Out of nowhere the F word flies into my mind. It’s the worst word I can say, like the time I wrote SHIT on the blackboard at school. I try hard to hold back from saying it, but when the urge becomes overpowering, I lose the fight. Only it comes out as fu fu fu fu fu, as though I’m stuttering.
My father knows right away what I’m almost saying.
“What’s that about?” he wants to know with a disappointed expression.
“I’m not sure. It just came out.”
“Where did you hear that word?”
“Nowhere . . . I guess.”
He starts to tell me not to do it anymore but then stops short. He knows the first rule: telling me not to do something only makes me want to do it more.

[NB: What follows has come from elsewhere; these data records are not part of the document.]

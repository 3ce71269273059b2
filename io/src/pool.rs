//! The default I/O scheduler: a process-wide thread pool constructed and
//! started on first access.

use asynckit_core::{Resumer, ThreadPool};
use once_cell::sync::Lazy;
use std::sync::Arc;

static IO_POOL: Lazy<Arc<ThreadPool>> = Lazy::new(|| {
    let threads = std::thread::available_parallelism().map(|n| n.get()).unwrap_or(4).max(4);
    let pool = ThreadPool::new("asynckit-io", threads);
    pool.start();
    pool
});

/// The default I/O pool. Lives for the rest of the process once touched.
pub fn io_pool() -> Arc<ThreadPool> {
    IO_POOL.clone()
}

pub fn io_resumer() -> Resumer {
    io_pool().resumer()
}
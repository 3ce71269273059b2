//! zlib and gzip codecs over flate2's low-level streams.
//!
//! The gzip wrapper (header, CRC32 + size trailer) is framed here around a
//! raw deflate stream, so chunked input keeps byte-exact `n_in` accounting
//! and decompression can auto-detect zlib vs. gzip from the magic bytes.

use crate::{for_chunks, ComprStatus};
use asynckit_core::{Error, OpResult};
use flate2::{Compress, Compression, Decompress, FlushCompress, FlushDecompress, Status};

const OUT_CHUNK: usize = 16 * 1024;
const GZIP_HEADER: [u8; 10] = [0x1f, 0x8b, 8, 0, 0, 0, 0, 0, 0, 0xff];

#[derive(Clone, Copy, Debug)]
pub struct ZlibOpts {
    pub gzip: bool,
    /// 0..=9.
    pub level: u32,
}

impl Default for ZlibOpts {
    fn default() -> Self {
        ZlibOpts { gzip: false, level: 6 }
    }
}

fn zlib_err(e: impl std::fmt::Display) -> Error {
    Error::Compr { codec: "zlib", detail: e.to_string() }
}

fn gzip_err(detail: &str) -> Error {
    Error::Compr { codec: "gzip", detail: detail.to_string() }
}

/// Compresses the whole of `input`, feeding it in `chunk`-byte pieces
/// (`chunk == 0` feeds everything at once).
pub fn zlib_compress(
    out: &mut Vec<u8>,
    input: &[u8],
    opts: ZlibOpts,
    chunk: usize,
) -> OpResult<ComprStatus> {
    let mut compr = ZlibCompressor::new(opts);
    let mut total = for_chunks(input, chunk, |piece| compr.append(out, piece))?;
    total.merge(compr.finish(out)?);
    Ok(total)
}

/// Decompresses the whole of `input`; header kind is auto-detected unless
/// `opts.gzip` forces the gzip framing.
pub fn zlib_decompress(
    out: &mut Vec<u8>,
    input: &[u8],
    opts: ZlibOpts,
    chunk: usize,
) -> OpResult<ComprStatus> {
    let mut decompr = ZlibDecompressor::new(opts);
    for_chunks(input, chunk, |piece| decompr.append(out, piece))
}

pub struct ZlibCompressor {
    inner: Compress,
    gzip: bool,
    header_written: bool,
    crc: flate2::Crc,
    finished: bool,
}

impl ZlibCompressor {
    pub fn new(opts: ZlibOpts) -> Self {
        ZlibCompressor {
            // Raw deflate inside the gzip framing, zlib wrapper otherwise.
            inner: Compress::new(Compression::new(opts.level), !opts.gzip),
            gzip: opts.gzip,
            header_written: false,
            crc: flate2::Crc::new(),
            finished: false,
        }
    }

    pub fn append(&mut self, out: &mut Vec<u8>, input: &[u8]) -> OpResult<ComprStatus> {
        assert!(!self.finished, "compressor used after finish");
        let start = out.len();
        if self.gzip {
            if !self.header_written {
                out.extend_from_slice(&GZIP_HEADER);
                self.header_written = true;
            }
            self.crc.update(input);
        }
        let mut consumed = 0;
        while consumed < input.len() {
            out.reserve(OUT_CHUNK);
            let before = self.inner.total_in();
            self.inner
                .compress_vec(&input[consumed..], out, FlushCompress::None)
                .map_err(zlib_err)?;
            consumed += (self.inner.total_in() - before) as usize;
        }
        Ok(ComprStatus { n_in: input.len(), n_out: out.len() - start, is_end: false })
    }

    pub fn finish(&mut self, out: &mut Vec<u8>) -> OpResult<ComprStatus> {
        assert!(!self.finished, "compressor finished twice");
        self.finished = true;
        let start = out.len();
        if self.gzip && !self.header_written {
            out.extend_from_slice(&GZIP_HEADER);
            self.header_written = true;
        }
        loop {
            out.reserve(OUT_CHUNK);
            let status =
                self.inner.compress_vec(&[], out, FlushCompress::Finish).map_err(zlib_err)?;
            if let Status::StreamEnd = status {
                break;
            }
        }
        if self.gzip {
            out.extend_from_slice(&self.crc.sum().to_le_bytes());
            out.extend_from_slice(&self.crc.amount().to_le_bytes());
        }
        Ok(ComprStatus { n_in: 0, n_out: out.len() - start, is_end: true })
    }
}

enum DecoderKind {
    /// Not decided yet; header bytes may still be buffering up.
    Probing,
    Zlib(Decompress),
    /// Gzip framing around a raw inflate stream.
    GzipHeader,
    GzipBody(Decompress),
    GzipTrailer,
}

pub struct ZlibDecompressor {
    kind: DecoderKind,
    /// Unconsumed header/trailer bytes carried across appends.
    carry: Vec<u8>,
    crc: flate2::Crc,
    finished: bool,
}

impl ZlibDecompressor {
    pub fn new(opts: ZlibOpts) -> Self {
        ZlibDecompressor {
            kind: if opts.gzip { DecoderKind::GzipHeader } else { DecoderKind::Probing },
            carry: Vec::new(),
            crc: flate2::Crc::new(),
            finished: false,
        }
    }

    /// Feeds one chunk. `is_end` turns true on the append that completes the
    /// stream (including the gzip trailer check).
    pub fn append(&mut self, out: &mut Vec<u8>, input: &[u8]) -> OpResult<ComprStatus> {
        let start_out = out.len();
        let mut n_in = 0;

        if self.finished {
            return Ok(ComprStatus { n_in: 0, n_out: 0, is_end: true });
        }

        if let DecoderKind::Probing = self.kind {
            // Buffer until the two magic bytes are visible. Buffered bytes
            // count as consumed and are re-fed to the decoder later.
            if self.carry.len() + input.len() < 2 {
                self.carry.extend_from_slice(input);
                return Ok(ComprStatus { n_in: input.len(), n_out: 0, is_end: false });
            }
            let (m0, m1) = if self.carry.is_empty() {
                (input[0], input[1])
            } else {
                (self.carry[0], *self.carry.get(1).unwrap_or(&input[0]))
            };
            self.kind = match (m0, m1) {
                (0x1f, 0x8b) => DecoderKind::GzipHeader,
                (0x78, 0x01) | (0x78, 0x9c) | (0x78, 0xda) => {
                    DecoderKind::Zlib(Decompress::new(true))
                }
                _ => return Err(zlib_err("unrecognized stream header")),
            };
        }

        let mut rest = input;
        loop {
            match &mut self.kind {
                DecoderKind::Probing => unreachable!("probing resolved above"),
                DecoderKind::Zlib(inner) => {
                    if !self.carry.is_empty() {
                        // Magic bytes buffered during probing; already
                        // counted toward n_in.
                        let carry = std::mem::take(&mut self.carry);
                        let (used, ended) = run_inflate(inner, out, &carry)?;
                        debug_assert_eq!(used, carry.len(), "inflate stalled on carried bytes");
                        if ended {
                            self.finished = true;
                            break;
                        }
                    }
                    let (used, ended) = run_inflate(inner, out, rest)?;
                    n_in += used;
                    if ended {
                        self.finished = true;
                    }
                    break;
                }
                DecoderKind::GzipHeader => {
                    self.carry.extend_from_slice(rest);
                    n_in += rest.len();
                    rest = &[];
                    match parse_gzip_header(&self.carry)? {
                        Some(consumed) => {
                            self.carry.drain(..consumed);
                            self.kind = DecoderKind::GzipBody(Decompress::new(false));
                        }
                        None => break,
                    }
                }
                DecoderKind::GzipBody(inner) => {
                    // Drain carried-over bytes first, then the live input;
                    // CRC the plaintext as it is produced.
                    let ended = if !self.carry.is_empty() {
                        let carry = std::mem::take(&mut self.carry);
                        let produced = out.len();
                        let (used, ended) = run_inflate(inner, out, &carry)?;
                        self.crc.update(&out[produced..]);
                        if used < carry.len() {
                            // Post-stream bytes: the start of the trailer.
                            self.carry = carry[used..].to_vec();
                        }
                        ended
                    } else {
                        let produced = out.len();
                        let (used, ended) = run_inflate(inner, out, rest)?;
                        self.crc.update(&out[produced..]);
                        n_in += used;
                        rest = &rest[used..];
                        ended
                    };
                    if !ended {
                        break;
                    }
                    self.kind = DecoderKind::GzipTrailer;
                }
                DecoderKind::GzipTrailer => {
                    let want = 8usize.saturating_sub(self.carry.len());
                    let take = want.min(rest.len());
                    self.carry.extend_from_slice(&rest[..take]);
                    n_in += take;
                    if self.carry.len() < 8 {
                        break;
                    }
                    let sum = u32::from_le_bytes(self.carry[0..4].try_into().unwrap());
                    if sum != self.crc.sum() {
                        return Err(gzip_err("trailer crc mismatch"));
                    }
                    self.carry.clear();
                    self.finished = true;
                    break;
                }
            }
        }

        Ok(ComprStatus { n_in, n_out: out.len() - start_out, is_end: self.finished })
    }
}

/// Runs inflate until `input` is consumed or the stream ends; returns
/// (input consumed, stream ended).
fn run_inflate(inner: &mut Decompress, out: &mut Vec<u8>, input: &[u8]) -> OpResult<(usize, bool)> {
    let mut consumed = 0;
    loop {
        out.reserve(OUT_CHUNK);
        let before_in = inner.total_in();
        let before_out = out.len();
        let status = inner
            .decompress_vec(&input[consumed..], out, FlushDecompress::None)
            .map_err(zlib_err)?;
        consumed += (inner.total_in() - before_in) as usize;
        match status {
            Status::StreamEnd => return Ok((consumed, true)),
            Status::Ok | Status::BufError => {
                // Keep going while there is input left or buffered output
                // still draining into the freshly reserved space.
                if consumed >= input.len() && out.len() == before_out {
                    return Ok((consumed, false));
                }
            }
        }
    }
}

/// Returns the header length once the buffer holds a complete gzip header.
fn parse_gzip_header(buf: &[u8]) -> OpResult<Option<usize>> {
    if buf.len() < 10 {
        return Ok(None);
    }
    if buf[0] != 0x1f || buf[1] != 0x8b {
        return Err(gzip_err("bad magic"));
    }
    if buf[2] != 8 {
        return Err(gzip_err("unsupported compression method"));
    }
    let flags = buf[3];
    let mut at = 10;
    if flags & 0x04 != 0 {
        // FEXTRA
        if buf.len() < at + 2 {
            return Ok(None);
        }
        let xlen = u16::from_le_bytes([buf[at], buf[at + 1]]) as usize;
        at += 2 + xlen;
        if buf.len() < at {
            return Ok(None);
        }
    }
    for flag in [0x08, 0x10] {
        // FNAME, FCOMMENT: zero-terminated
        if flags & flag != 0 {
            match buf[at..].iter().position(|b| *b == 0) {
                Some(p) => at += p + 1,
                None => return Ok(None),
            }
        }
    }
    if flags & 0x02 != 0 {
        // FHCRC
        at += 2;
        if buf.len() < at {
            return Ok(None);
        }
    }
    Ok(Some(at))
}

“Sorry, Dad. Sorry. Sorry, Dad.”
“That’s okay, don’t worry about it,” he says. Shifting topics, he goes on, “Have you seen anything that looks like this?” He points to a picture of a part in the car instructions.
“Fu fu fu fu fu,” I answer.
“I bet it’s in here somewhere,” he says, ignoring the near curse and digging into a new pile of loose screws and plastic pieces.
I guess I’m lucky that I almost never feel the urge to curse in front of people like some kids do, and that when I start to, I can usually control it. If you have to curse out loud, you can’t be in a regular classroom or go to the movies or restaurants because people don’t understand. Just like when I give people the bird. No matter how many times my mother or father explains that I can’t help it, they don’t believe it.